Espaces contraints, espaces subis ?
Les territoires préhistoriques à l’épreuve du milieu physique.
Depuis le dernier CPF Auvergne en 1969, les travaux archéologiques ont profondément renouvelé la connaissance régionale. Le constat d’une Auvergne tout à la fois centre créateur et terre de marges reste toutefois largement partagé : si le déterminisme environnemental a progressivement cédé la place à de nouvelles formes d’écologie culturelle, plus conformes aux réalités géographiques des espaces envisagés, c’est désormais sous le prisme des contraintes du milieu physique et de ses usages que s’appréhende son statut de périphérie de peuplement. Cet exemple, presque archétypique, offre l’opportunité de s’interroger plus largement, et dans des contextes multiples, sur les façons particulières qu’ont les groupes humains « d’être » aux milieux et aux espaces, qu’ils soient occupés, exploités ou simplement parcourus.
Une telle approche suppose au préalable de définir précisément ce qu’est un espace contraint. Par-delà des impressions souvent trompeuses, il s’agit en réalité d’apprécier quelles réalités environnementales, sociales ou culturelles cette notion recouvre. En géographie humaine, les espaces à fortes contraintes naturelles impliquent une confrontation à des conditions climatiques (températures, précipitations, etc.) ou physiques (relief, isolement, etc.) extrêmes dont les conséquences sont fondamentales sur les sociétés humaines en termes de mobilité, d’implantation, d’accès aux ressources ou encore d’exploitation agropastorale des territoires.
Pour saisir les dynamiques d’occupation de ces espaces, il convient donc d’en circonscrire les exigences, mais aussi les potentialités, ces différentes réalités devant être considérées non comme des freins au développement, mais plutôt comme de puissants « moteurs » évolutifs permettant d’intégrer les limites inhérentes au milieu, ses stimuli et les diverses manières d’y répondre.
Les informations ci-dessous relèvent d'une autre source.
//! Binary-level tests for the `lc` subcommands

use std::fs;
use std::path::Path;

use assert_cmd::Command;
use predicates::prelude::*;
use tempfile::TempDir;

/// `lc` isolated in `dir`: no user config, logs under `dir`, no colors
fn lc(dir: &Path) -> Command {
    let mut cmd = Command::cargo_bin("lc").unwrap();
    cmd.current_dir(dir)
        .env("HOME", dir)
        .env("XDG_DATA_HOME", dir.join("data"))
        .env("XDG_CONFIG_HOME", dir.join("config"))
        .env("NO_COLOR", "1")
        .env_remove("RUST_LOG");
    cmd
}

fn add_dune(dir: &Path) {
    lc(dir)
        .args([
            "add",
            "--isbn",
            "1234567890123",
            "--title",
            "Dune",
            "--authors",
            "Frank Herbert",
            "--year",
            "1965",
            "--genre",
            "Science Fiction",
        ])
        .assert()
        .success()
        .stdout(predicate::str::contains("Added: Dune"));
}

#[test]
fn test_add_creates_file_and_show_reads_it() {
    let temp = TempDir::new().unwrap();
    add_dune(temp.path());

    assert_eq!(
        fs::read_to_string(temp.path().join("books.db")).unwrap(),
        "1234567890123|Dune|Frank Herbert|1965|Science Fiction|false|-\n"
    );

    lc(temp.path())
        .args(["show", "1234567890123"])
        .assert()
        .success()
        .stdout(predicate::str::contains("Title: Dune"))
        .stdout(predicate::str::contains("Borrowed: false"))
        .stdout(predicate::str::contains("Date: -"));
}

#[test]
fn test_file_flag_overrides_default_path() {
    let temp = TempDir::new().unwrap();
    lc(temp.path())
        .args(["--file", "shelf/catalog.txt", "list"])
        .assert()
        .success()
        .stdout(predicate::str::contains("No books in the catalog"));

    assert!(temp.path().join("shelf").join("catalog.txt").exists());
    assert!(!temp.path().join("books.db").exists());
}

#[test]
fn test_config_file_sets_catalog_path() {
    let temp = TempDir::new().unwrap();
    fs::write(temp.path().join(".librarycatalog.yml"), "catalog-file: library.db\n").unwrap();

    add_dune(temp.path());
    assert!(temp.path().join("library.db").exists());
}

#[test]
fn test_borrow_twice_fails() {
    let temp = TempDir::new().unwrap();
    add_dune(temp.path());

    lc(temp.path())
        .args(["borrow", "1234567890123"])
        .assert()
        .success()
        .stdout(predicate::str::contains("Borrowed: Dune"));

    lc(temp.path())
        .args(["borrow", "1234567890123"])
        .assert()
        .failure()
        .stderr(predicate::str::contains("already borrowed"));

    let content = fs::read_to_string(temp.path().join("books.db")).unwrap();
    assert!(content.contains("|true|"));
}

#[test]
fn test_return_not_borrowed_fails() {
    let temp = TempDir::new().unwrap();
    add_dune(temp.path());

    lc(temp.path())
        .args(["return", "1234567890123"])
        .assert()
        .failure()
        .stderr(predicate::str::contains("was not borrowed"));
}

#[test]
fn test_unknown_isbn_fails() {
    let temp = TempDir::new().unwrap();
    lc(temp.path())
        .args(["delete", "0000000000000"])
        .assert()
        .failure()
        .stderr(predicate::str::contains("not found"));
}

#[test]
fn test_add_rejects_bad_isbn() {
    let temp = TempDir::new().unwrap();
    lc(temp.path())
        .args(["add", "--isbn", "12345", "--title", "Short", "--year", "2000"])
        .assert()
        .failure()
        .stderr(predicate::str::contains("exactly 13 digits"));

    assert_eq!(fs::read_to_string(temp.path().join("books.db")).unwrap(), "");
}

#[test]
fn test_find_is_case_insensitive() {
    let temp = TempDir::new().unwrap();
    fs::write(
        temp.path().join("books.db"),
        "9780132350884|Clean Code|Robert C. Martin|2008|Programming|false|-\n\
         9780201485677|Refactoring|Martin Fowler|1999|Programming|false|-\n",
    )
    .unwrap();

    lc(temp.path())
        .args(["find", "code"])
        .assert()
        .success()
        .stdout(predicate::str::contains("1. Clean Code (ISBN: 9780132350884)"))
        .stdout(predicate::str::contains("Refactoring").not());

    lc(temp.path())
        .args(["find", "z"])
        .assert()
        .success()
        .stdout(predicate::str::contains("No books found"));
}

#[test]
fn test_malformed_line_warns_and_continues() {
    let temp = TempDir::new().unwrap();
    fs::write(
        temp.path().join("books.db"),
        "9780132350884|Clean Code|Robert C. Martin|2008|Programming|false|-\n\
         9780201485677|Refactoring|Martin Fowler|1999|Programming\n",
    )
    .unwrap();

    lc(temp.path())
        .arg("list")
        .assert()
        .success()
        .stdout(predicate::str::contains("Clean Code"))
        .stderr(predicate::str::contains("skipped line 2: missing borrowed field"));
}

#[test]
fn test_borrowed_json() {
    let temp = TempDir::new().unwrap();
    fs::write(
        temp.path().join("books.db"),
        "9780132350884|Clean Code|Robert C. Martin|2008|Programming|false|-\n\
         9780201485677|Refactoring|Martin Fowler|1999|Programming|true|14-02-2025\n",
    )
    .unwrap();

    let output = lc(temp.path()).args(["borrowed", "--format", "json"]).output().unwrap();
    assert!(output.status.success());

    let value: serde_json::Value = serde_json::from_slice(&output.stdout).unwrap();
    let books = value.as_array().unwrap();
    assert_eq!(books.len(), 1);
    assert_eq!(books[0]["title"], "Refactoring");
    assert_eq!(books[0]["loan"]["since"], "2025-02-14");
}
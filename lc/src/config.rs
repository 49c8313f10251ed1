//! Library catalog configuration types and loading

use eyre::{Context, Result};
use serde::{Deserialize, Serialize};
use std::fs;
use std::path::{Path, PathBuf};

use crate::catalog::CatalogOptions;
use crate::codec::YearParsing;

/// Main configuration
#[derive(Debug, Clone, PartialEq, Eq, Serialize, Deserialize)]
#[serde(default)]
pub struct Config {
    /// Path to the catalog file
    #[serde(rename = "catalog-file")]
    pub catalog_file: PathBuf,

    /// Log level (trace, debug, info, warn, error)
    #[serde(rename = "log-level", skip_serializing_if = "Option::is_none")]
    pub log_level: Option<String>,

    /// How the year column is read when loading
    #[serde(rename = "year-parsing")]
    pub year_parsing: YearParsing,

    /// Refuse to add a book whose ISBN is already in the catalog
    #[serde(rename = "unique-isbn")]
    pub unique_isbn: bool,
}

impl Default for Config {
    fn default() -> Self {
        Self {
            catalog_file: PathBuf::from("books.db"),
            log_level: None,
            year_parsing: YearParsing::default(),
            unique_isbn: false,
        }
    }
}

impl Config {
    /// Load configuration with fallback chain
    pub fn load(config_path: Option<&PathBuf>) -> Result<Self> {
        if let Some(path) = config_path {
            return Self::load_from_file(path).context(format!("Failed to load config from {}", path.display()));
        }

        // Project-local config: .librarycatalog.yml
        let local_config = PathBuf::from(".librarycatalog.yml");
        if local_config.exists() {
            match Self::load_from_file(&local_config) {
                Ok(config) => return Ok(config),
                Err(e) => {
                    tracing::warn!("Failed to load config from {}: {}", local_config.display(), e);
                }
            }
        }

        // User config: ~/.config/librarycatalog/librarycatalog.yml
        if let Some(config_dir) = dirs::config_dir() {
            let user_config = config_dir.join("librarycatalog").join("librarycatalog.yml");
            if user_config.exists() {
                match Self::load_from_file(&user_config) {
                    Ok(config) => return Ok(config),
                    Err(e) => {
                        tracing::warn!("Failed to load config from {}: {}", user_config.display(), e);
                    }
                }
            }
        }

        Ok(Self::default())
    }

    fn load_from_file<P: AsRef<Path>>(path: P) -> Result<Self> {
        let content = fs::read_to_string(&path).context("Failed to read config file")?;
        let config: Self = serde_yaml::from_str(&content).context("Failed to parse config file")?;
        tracing::info!("Loaded config from: {}", path.as_ref().display());
        Ok(config)
    }

    /// Options handed to the catalog
    pub fn catalog_options(&self) -> CatalogOptions {
        CatalogOptions {
            year_parsing: self.year_parsing,
            unique_isbn: self.unique_isbn,
        }
    }
}
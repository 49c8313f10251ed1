//! LibraryCatalog - single-user book catalog on a flat file
//!
//! Books are kept in memory in file order and mirrored to a pipe-delimited
//! text file, one book per line. Lookups are linear scans; every change
//! rewrites the whole file before returning.
//!
//! # File format
//!
//! ```text
//! isbn|title|authors|year|genre|borrowed|borrowDate
//! 1234567890123|Dune|Frank Herbert|1965|Science Fiction|false|-
//! ```
//!
//! The catalog is single-writer/single-reader: nothing locks the file, and
//! another process reading it during a rewrite may see it truncated.
//!
//! # Example
//!
//! ```ignore
//! use librarycatalog::{Catalog, CatalogOptions, NewRecord};
//!
//! let (mut catalog, skipped) = Catalog::open("books.db", CatalogOptions::default())?;
//! catalog.add(NewRecord::new("1234567890123", "Dune", "Frank Herbert", 1965, "Science Fiction"))?;
//! catalog.borrow("1234567890123")?;
//! let hits = catalog.find_by_title("dune");
//! ```
//!
//! # Modules
//!
//! - [`record`] - Book records and creation rules
//! - [`codec`] - Line encoding of records
//! - [`store`] - In-memory store, load and flush
//! - [`catalog`] - Queries and mutations that save on success
//! - [`menu`] - Interactive menu
//! - [`config`] - Configuration types and loading
//! - [`cli`] - Command-line interface

pub mod catalog;
pub mod cli;
pub mod codec;
pub mod config;
pub mod error;
pub mod menu;
pub mod record;
pub mod render;
pub mod store;

pub use catalog::{Catalog, CatalogOptions, TitleMatch};
pub use codec::{Field, YearParsing, decode, encode};
pub use config::Config;
pub use error::{CatalogError, ParseError, StoreError, ValidationError};
pub use record::{Loan, NewRecord, Record};
pub use store::{LoadReport, SkippedLine, Store};
//! In-memory record store mirrored to a flat file
//!
//! The whole file is read on [`Store::load`] and rewritten on every
//! [`Store::flush`]. There is no locking: one process at a time.

use std::fs;
use std::io::{BufRead, BufReader, BufWriter, ErrorKind, Write};
use std::path::Path;

use tracing::{debug, warn};

use crate::codec::{self, YearParsing};
use crate::error::{ParseError, StoreError};
use crate::record::Record;

/// A line that was skipped while loading
#[derive(Debug, Clone, PartialEq, Eq)]
pub struct SkippedLine {
    /// 1-based line number in the file
    pub line_number: usize,
    /// The line as read, without its terminator
    pub content: String,
    /// Why it was skipped
    pub error: ParseError,
}

/// Result of loading a catalog file
#[derive(Debug, Default)]
pub struct LoadReport {
    pub store: Store,
    pub skipped: Vec<SkippedLine>,
}

/// Ordered collection of records
#[derive(Debug, Clone, Default, PartialEq, Eq)]
pub struct Store {
    records: Vec<Record>,
}

impl Store {
    pub fn new() -> Self {
        Self::default()
    }

    /// Read every record from `path`
    ///
    /// A missing file is created empty. Lines that do not decode are skipped
    /// and reported in [`LoadReport::skipped`].
    pub fn load(path: impl AsRef<Path>, year_parsing: YearParsing) -> Result<LoadReport, StoreError> {
        let path = path.as_ref();
        let file = match fs::File::open(path) {
            Ok(file) => file,
            Err(e) if e.kind() == ErrorKind::NotFound => {
                warn!(path = %path.display(), "Catalog file missing, creating a new one");
                create_empty(path)?;
                return Ok(LoadReport::default());
            }
            Err(e) => return Err(StoreError::io(path, e)),
        };

        let mut report = LoadReport::default();
        let mut reader = BufReader::new(file);
        let mut buf = Vec::new();
        let mut line_number = 0;

        loop {
            buf.clear();
            let read = reader
                .read_until(b'\n', &mut buf)
                .map_err(|e| StoreError::io(path, e))?;
            if read == 0 {
                break;
            }
            line_number += 1;

            let decoded = match std::str::from_utf8(&buf) {
                Ok(line) => codec::decode(line, year_parsing),
                Err(_) => Err(ParseError::NotUtf8),
            };

            match decoded {
                Ok(record) => report.store.insert(record)?,
                Err(error) => {
                    let content = String::from_utf8_lossy(&buf).trim_end_matches(['\r', '\n']).to_string();
                    warn!(line_number, %error, line = %content, "Skipping malformed catalog line");
                    report.skipped.push(SkippedLine {
                        line_number,
                        content,
                        error,
                    });
                }
            }
        }

        debug!(
            path = %path.display(),
            records = report.store.len(),
            skipped = report.skipped.len(),
            "Loaded catalog"
        );
        Ok(report)
    }

    /// Rewrite `path` with the current records, in order
    pub fn flush(&self, path: impl AsRef<Path>) -> Result<(), StoreError> {
        let path = path.as_ref();
        let file = fs::File::create(path).map_err(|e| StoreError::io(path, e))?;
        let mut writer = BufWriter::new(file);

        for record in &self.records {
            writeln!(writer, "{}", codec::encode(record)).map_err(|e| StoreError::io(path, e))?;
        }
        writer.flush().map_err(|e| StoreError::io(path, e))?;

        debug!(path = %path.display(), records = self.records.len(), "Flushed catalog");
        Ok(())
    }

    /// Append a record; duplicates are not checked here
    pub fn insert(&mut self, record: Record) -> Result<(), StoreError> {
        self.records.try_reserve(1)?;
        self.records.push(record);
        Ok(())
    }

    /// Remove the record at `index`, shifting later records down by one
    pub fn remove_at(&mut self, index: usize) -> Result<Record, StoreError> {
        if index >= self.records.len() {
            return Err(StoreError::IndexOutOfRange {
                index,
                len: self.records.len(),
            });
        }
        Ok(self.records.remove(index))
    }

    pub fn len(&self) -> usize {
        self.records.len()
    }

    pub fn is_empty(&self) -> bool {
        self.records.is_empty()
    }

    pub fn get(&self, index: usize) -> Option<&Record> {
        self.records.get(index)
    }

    pub(crate) fn get_mut(&mut self, index: usize) -> Option<&mut Record> {
        self.records.get_mut(index)
    }

    pub fn iter(&self) -> impl Iterator<Item = &Record> {
        self.records.iter()
    }

    pub fn records(&self) -> &[Record] {
        &self.records
    }
}

fn create_empty(path: &Path) -> Result<(), StoreError> {
    if let Some(parent) = path.parent().filter(|p| !p.as_os_str().is_empty()) {
        fs::create_dir_all(parent).map_err(|e| StoreError::io(parent, e))?;
    }
    fs::File::create(path).map_err(|e| StoreError::io(path, e))?;
    Ok(())
}

#[cfg(test)]
mod tests {
    use super::*;
    use crate::codec::Field;
    use crate::record::Loan;
    use tempfile::TempDir;

    fn book(isbn: &str, title: &str) -> Record {
        Record {
            isbn: isbn.to_string(),
            title: title.to_string(),
            authors: "Someone".to_string(),
            year: 2000,
            genre: "Fiction".to_string(),
            loan: Loan::Available,
        }
    }

    fn titles(store: &Store) -> Vec<&str> {
        store.iter().map(|r| r.title.as_str()).collect()
    }

    #[test]
    fn test_load_missing_file_creates_it() {
        let temp = TempDir::new().unwrap();
        let path = temp.path().join("nested").join("books.db");

        let report = Store::load(&path, YearParsing::Strict).unwrap();
        assert!(report.store.is_empty());
        assert!(report.skipped.is_empty());
        assert!(path.exists());
        assert_eq!(fs::read_to_string(&path).unwrap(), "");
    }

    #[test]
    fn test_flush_then_load() {
        let temp = TempDir::new().unwrap();
        let path = temp.path().join("books.db");

        let mut store = Store::new();
        store.insert(book("1111111111111", "First")).unwrap();
        store.insert(book("2222222222222", "Second")).unwrap();
        store.flush(&path).unwrap();

        let content = fs::read_to_string(&path).unwrap();
        assert_eq!(
            content,
            "1111111111111|First|Someone|2000|Fiction|false|-\n\
             2222222222222|Second|Someone|2000|Fiction|false|-\n"
        );

        let report = Store::load(&path, YearParsing::Strict).unwrap();
        assert_eq!(report.store, store);
    }

    #[test]
    fn test_insert_flush_load_adds_one() {
        let temp = TempDir::new().unwrap();
        let path = temp.path().join("books.db");

        let mut store = Store::new();
        store.insert(book("1111111111111", "First")).unwrap();
        store.flush(&path).unwrap();
        let before = Store::load(&path, YearParsing::Strict).unwrap().store.len();

        let added = book("3333333333333", "Third");
        store.insert(added.clone()).unwrap();
        store.flush(&path).unwrap();

        let reloaded = Store::load(&path, YearParsing::Strict).unwrap().store;
        assert_eq!(reloaded.len(), before + 1);
        assert!(reloaded.iter().any(|r| *r == added));
    }

    #[test]
    fn test_flush_truncates_previous_content() {
        let temp = TempDir::new().unwrap();
        let path = temp.path().join("books.db");
        fs::write(&path, "stale line that should disappear\n".repeat(10)).unwrap();

        let mut store = Store::new();
        store.insert(book("1111111111111", "Only")).unwrap();
        store.flush(&path).unwrap();

        assert_eq!(fs::read_to_string(&path).unwrap().lines().count(), 1);
    }

    #[test]
    fn test_load_skips_short_line() {
        let temp = TempDir::new().unwrap();
        let path = temp.path().join("books.db");
        fs::write(
            &path,
            "1111111111111|First|A|2000|G|false|-\n\
             2222222222222|Broken|A|2000|G\n\
             3333333333333|Third|A|2000|G|true|01-02-2024\n",
        )
        .unwrap();

        let report = Store::load(&path, YearParsing::Strict).unwrap();
        assert_eq!(titles(&report.store), vec!["First", "Third"]);
        assert_eq!(report.skipped.len(), 1);
        assert_eq!(report.skipped[0].line_number, 2);
        assert_eq!(report.skipped[0].content, "2222222222222|Broken|A|2000|G");
        assert_eq!(report.skipped[0].error, ParseError::MissingField(Field::Borrowed));
    }

    #[test]
    fn test_load_skips_invalid_utf8() {
        let temp = TempDir::new().unwrap();
        let path = temp.path().join("books.db");
        let mut bytes = b"1111111111111|First|A|2000|G|false|-\n".to_vec();
        bytes.extend_from_slice(b"2222222222222|\xff\xfe|A|2000|G|false|-\n");
        fs::write(&path, bytes).unwrap();

        let report = Store::load(&path, YearParsing::Strict).unwrap();
        assert_eq!(report.store.len(), 1);
        assert_eq!(report.skipped[0].error, ParseError::NotUtf8);
    }

    #[test]
    fn test_load_without_trailing_newline() {
        let temp = TempDir::new().unwrap();
        let path = temp.path().join("books.db");
        fs::write(&path, "1111111111111|First|A|2000|G|false|-").unwrap();

        let report = Store::load(&path, YearParsing::Strict).unwrap();
        assert_eq!(report.store.len(), 1);
    }

    #[test]
    fn test_load_many_records_keeps_order() {
        let temp = TempDir::new().unwrap();
        let path = temp.path().join("books.db");

        let mut store = Store::new();
        for i in 0..35 {
            store.insert(book(&format!("{:013}", i), &format!("Book {i}"))).unwrap();
        }
        store.flush(&path).unwrap();

        let reloaded = Store::load(&path, YearParsing::Strict).unwrap().store;
        assert_eq!(reloaded.len(), 35);
        assert_eq!(reloaded.get(0).unwrap().title, "Book 0");
        assert_eq!(reloaded.get(34).unwrap().title, "Book 34");
    }

    #[test]
    fn test_remove_at_preserves_order() {
        let mut store = Store::new();
        for (isbn, title) in [("1", "A"), ("2", "B"), ("3", "C"), ("4", "D")] {
            store.insert(book(isbn, title)).unwrap();
        }

        let removed = store.remove_at(1).unwrap();
        assert_eq!(removed.title, "B");
        assert_eq!(titles(&store), vec!["A", "C", "D"]);
    }

    #[test]
    fn test_remove_at_out_of_range_leaves_store() {
        let mut store = Store::new();
        store.insert(book("1", "A")).unwrap();
        let before = store.clone();

        let err = store.remove_at(1).unwrap_err();
        assert!(matches!(err, StoreError::IndexOutOfRange { index: 1, len: 1 }));
        assert_eq!(store, before);
    }

    #[test]
    fn test_flush_to_directory_fails() {
        let temp = TempDir::new().unwrap();
        let err = Store::new().flush(temp.path()).unwrap_err();
        assert!(matches!(err, StoreError::Io { .. }));
    }
}
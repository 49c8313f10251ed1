//! Queries and mutations over a store bound to its backing file
//!
//! Every successful mutation rewrites the whole file before returning, so the
//! cost of a single change is linear in the catalog size.

use std::path::{Path, PathBuf};

use chrono::NaiveDate;
use tracing::{debug, info, warn};

use crate::codec::YearParsing;
use crate::error::{CatalogError, StoreError};
use crate::record::{Loan, NewRecord, Record, current_year};
use crate::store::{SkippedLine, Store};

/// Behaviour switches for a catalog
#[derive(Debug, Clone, Copy, Default, PartialEq, Eq)]
pub struct CatalogOptions {
    /// How the year column is read when loading
    pub year_parsing: YearParsing,
    /// Reject `add` when the ISBN is already present
    pub unique_isbn: bool,
}

/// A title search hit
#[derive(Debug, Clone, Copy, PartialEq, Eq)]
pub struct TitleMatch<'a> {
    /// Position in the store
    pub index: usize,
    pub record: &'a Record,
}

/// The catalog: a store plus the file it is mirrored to
#[derive(Debug)]
pub struct Catalog {
    store: Store,
    path: PathBuf,
    options: CatalogOptions,
}

impl Catalog {
    /// Load the catalog at `path`, creating an empty file if needed
    pub fn open(path: impl AsRef<Path>, options: CatalogOptions) -> Result<(Self, Vec<SkippedLine>), CatalogError> {
        let path = path.as_ref().to_path_buf();
        let report = Store::load(&path, options.year_parsing)?;
        info!(
            path = %path.display(),
            records = report.store.len(),
            skipped = report.skipped.len(),
            "Opened catalog"
        );
        let catalog = Self {
            store: report.store,
            path,
            options,
        };
        Ok((catalog, report.skipped))
    }

    pub fn path(&self) -> &Path {
        &self.path
    }

    pub fn options(&self) -> CatalogOptions {
        self.options
    }

    pub fn len(&self) -> usize {
        self.store.len()
    }

    pub fn is_empty(&self) -> bool {
        self.store.is_empty()
    }

    pub fn records(&self) -> &[Record] {
        self.store.records()
    }

    pub fn get(&self, index: usize) -> Option<&Record> {
        self.store.get(index)
    }

    /// First record whose ISBN is exactly `isbn`
    pub fn find_by_isbn(&self, isbn: &str) -> Option<&Record> {
        self.position_of_isbn(isbn).and_then(|index| self.store.get(index))
    }

    /// Store position of the first record whose ISBN is exactly `isbn`
    pub fn position_of_isbn(&self, isbn: &str) -> Option<usize> {
        self.store.iter().position(|r| r.isbn == isbn)
    }

    /// Records whose title contains `needle`, ignoring case, in store order
    pub fn find_by_title(&self, needle: &str) -> Vec<TitleMatch<'_>> {
        let needle = needle.to_lowercase();
        self.store
            .iter()
            .enumerate()
            .filter(|(_, r)| r.title.to_lowercase().contains(&needle))
            .map(|(index, record)| TitleMatch { index, record })
            .collect()
    }

    /// Records currently borrowed, in store order
    pub fn list_borrowed(&self) -> Vec<&Record> {
        self.store.iter().filter(|r| r.is_borrowed()).collect()
    }

    /// Validate and append a new book
    pub fn add(&mut self, new: NewRecord) -> Result<&Record, CatalogError> {
        new.validate(current_year())?;
        if self.options.unique_isbn && self.position_of_isbn(&new.isbn).is_some() {
            return Err(CatalogError::DuplicateIsbn { isbn: new.isbn });
        }

        self.store.insert(new.into_record())?;
        let index = self.store.len() - 1;
        info!(isbn = %self.records()[index].isbn, "Added book");
        self.commit()?;
        Ok(&self.records()[index])
    }

    /// Mark the book borrowed as of today
    pub fn borrow(&mut self, isbn: &str) -> Result<&Record, CatalogError> {
        self.borrow_on(isbn, chrono::Local::now().date_naive())
    }

    /// Mark the book borrowed as of `date`
    pub fn borrow_on(&mut self, isbn: &str, date: NaiveDate) -> Result<&Record, CatalogError> {
        let index = self.require(isbn)?;
        let record = self.record_mut(index)?;
        if let Loan::Borrowed { since } = record.loan {
            return Err(CatalogError::AlreadyBorrowed {
                isbn: isbn.to_string(),
                since,
            });
        }
        record.loan = Loan::Borrowed { since: date };
        info!(isbn, %date, "Borrowed book");
        self.commit()?;
        Ok(&self.records()[index])
    }

    /// Mark the book as back on the shelf
    pub fn return_book(&mut self, isbn: &str) -> Result<&Record, CatalogError> {
        let index = self.require(isbn)?;
        let record = self.record_mut(index)?;
        if record.loan == Loan::Available {
            return Err(CatalogError::NotBorrowed { isbn: isbn.to_string() });
        }
        record.loan = Loan::Available;
        info!(isbn, "Returned book");
        self.commit()?;
        Ok(&self.records()[index])
    }

    /// Remove the record at store position `index`
    pub fn delete(&mut self, index: usize) -> Result<Record, CatalogError> {
        let removed = self.store.remove_at(index)?;
        info!(index, isbn = %removed.isbn, "Deleted book");
        self.commit()?;
        Ok(removed)
    }

    /// Remove the first record whose ISBN is `isbn`
    pub fn delete_by_isbn(&mut self, isbn: &str) -> Result<Record, CatalogError> {
        let index = self.require(isbn)?;
        self.delete(index)
    }

    fn require(&self, isbn: &str) -> Result<usize, CatalogError> {
        self.position_of_isbn(isbn)
            .ok_or_else(|| CatalogError::NotFound { isbn: isbn.to_string() })
    }

    fn record_mut(&mut self, index: usize) -> Result<&mut Record, CatalogError> {
        let len = self.store.len();
        self.store
            .get_mut(index)
            .ok_or(CatalogError::Store(StoreError::IndexOutOfRange { index, len }))
    }

    fn commit(&self) -> Result<(), CatalogError> {
        match self.store.flush(&self.path) {
            Ok(()) => {
                debug!(path = %self.path.display(), "Committed change");
                Ok(())
            }
            Err(e) => {
                warn!(error = %e, "Failed to save catalog");
                Err(CatalogError::Unsaved(e))
            }
        }
    }
}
De ce point de vue, la montagne, entendue comme espace contraint, offre souvent une réponse plus rapide et plus intense aux variations des paramètres environnementaux et aux ruptures d’équilibre climatique. En cela, elle constitue – à l’instar d’autres espaces aux caractéristiques originales, comme les littoraux, les régions circumpolaires ou de hautes latitudes (pergélisol), les domaines insulaires, les bassins sédimentaires ou les fonds de vallées marécageux, etc. – un laboratoire privilégié pour saisir les modalités et les rythmes des peuplements préhistoriques.
Conscients de la diversité des problématiques qu’englobe le thème de ce congrès, les sessions programmées abordent ces questions de manière transversale, d’un point de vue tant chronologique que géographique ou thématique. Les sujets historiographiques, mettant l’accent sur les constructions théoriques des espaces contraints, leurs enjeux historiques récents et l’influence des modèles contemporains sur leur définition. Ils permettront d’aborder de manière critique la réalité des territoires préhistoriques, dans une dialectique renouvelée avec la géographie humaine et ses méthodes. Priorité sera par ailleurs donnée aux études de cas, dans une perspective de longue durée, à travers l’étude d’espaces contraints ou supposés tels, aux caractéristiques spécifiques. Les sessions ouvriront ainsi sur des communications mettant largement l’accent sur les stratégies d’adaptation des sociétés humaines aux propriétés du milieu et sur la manière de les appréhender dans le registre archéologique.